Semisynthetic Flavonoids

[0142] Acyl Derivatives

[0143] Acyl derivatives of flavonoids are prepared by any suitable esterification method of those reported in literature, employing acetic, fatty or aryl acid derivatives residues. The esterification reaction is followed by thin layer chromatography and quenched when the desired amount of acyl residues are incorporated.hte mixture is the fractionated through any suitable method (chromatography, crystallization, etc.)

[0144] The compounds thus obtained have the general formula I were R1, R2, R3, R4, R5, R6, R7, R8 can be H, OH or RCO, (R=alkyl, alkenyl, alkinyl, or aryl) according to the starting material employed and the desired amount of esterification.


Ether Derivatives

[0145] Ether derivatives of flavonoids are synthesized using the suitable alkyl, alkenyl or alkinyl halide using the Williamson synthesis. The amount of ether formation is controlled by regulating the amount of halide and time of reaction.

[0146] The compounds thus obtained have the general formula I were R1, R3, R2, R4, R5, R6, R7, R8 can be either H, OH or R (R=alkyl, alkenyl , alkinyl, or aryl) according to the starting material employed and the desired amount of etherification.

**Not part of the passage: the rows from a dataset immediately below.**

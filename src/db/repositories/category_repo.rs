use std::collections::HashMap;

use sqlx::{QueryBuilder, Sqlite, SqlitePool};

use crate::error::AppResult;
use crate::models::Category;

pub struct CategoryRepository;

impl CategoryRepository {
    pub async fn list_all(pool: &SqlitePool) -> AppResult<Vec<Category>> {
        let categories = sqlx::query_as::<_, Category>("SELECT * FROM categories ORDER BY name")
            .fetch_all(pool)
            .await?;
        Ok(categories)
    }

    pub async fn for_service(pool: &SqlitePool, service_id: i64) -> AppResult<Vec<Category>> {
        let categories = sqlx::query_as::<_, Category>(
            r#"
            SELECT c.* FROM categories c
            JOIN service_categories sc ON sc.category_id = c.id
            WHERE sc.service_id = ?
            ORDER BY c.name
            "#,
        )
        .bind(service_id)
        .fetch_all(pool)
        .await?;
        Ok(categories)
    }

    /// Batch lookup for listing pages, keyed by service id.
    pub async fn for_services(
        pool: &SqlitePool,
        service_ids: &[i64],
    ) -> AppResult<HashMap<i64, Vec<Category>>> {
        let mut by_service: HashMap<i64, Vec<Category>> = HashMap::new();
        if service_ids.is_empty() {
            return Ok(by_service);
        }

        let mut builder: QueryBuilder<Sqlite> = QueryBuilder::new(
            "SELECT sc.service_id, c.id, c.name, c.slug, c.description \
             FROM service_categories sc \
             JOIN categories c ON c.id = sc.category_id \
             WHERE sc.service_id IN (",
        );
        let mut separated = builder.separated(", ");
        for id in service_ids {
            separated.push_bind(id);
        }
        separated.push_unseparated(") ORDER BY c.name");

        let rows: Vec<(i64, i64, String, String, String)> =
            builder.build_query_as().fetch_all(pool).await?;

        for (service_id, id, name, slug, description) in rows {
            by_service.entry(service_id).or_default().push(Category {
                id,
                name,
                slug,
                description,
            });
        }
        Ok(by_service)
    }
}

C-Derivatives of Flavonoids

[0147] C-derivatives of flavonoids are made employing Friedel-Krafts or Fries protocols, using any suitable combination of Lewis acid and alkyl, alkenyl or aryl halide or acyl halide. The fenolic hydroxyls can be protected or not. The compounds thus obtained have the general formula I were R1, R3, are alkyl, alkenyl , alkinyl, aryl or acyl and R2, R4, R5, R6, R7, R8 can be H, or OH, according to the starting material employed and the R employed. Throughout examples 1-4, R9-R10 are C—C.


Preparation of Liposomes

[0148] Any suitable methodology for the preparation of liposomes can be employed, at any flavonoid/liposome ratio which yields an O/W or W/O stable suspension.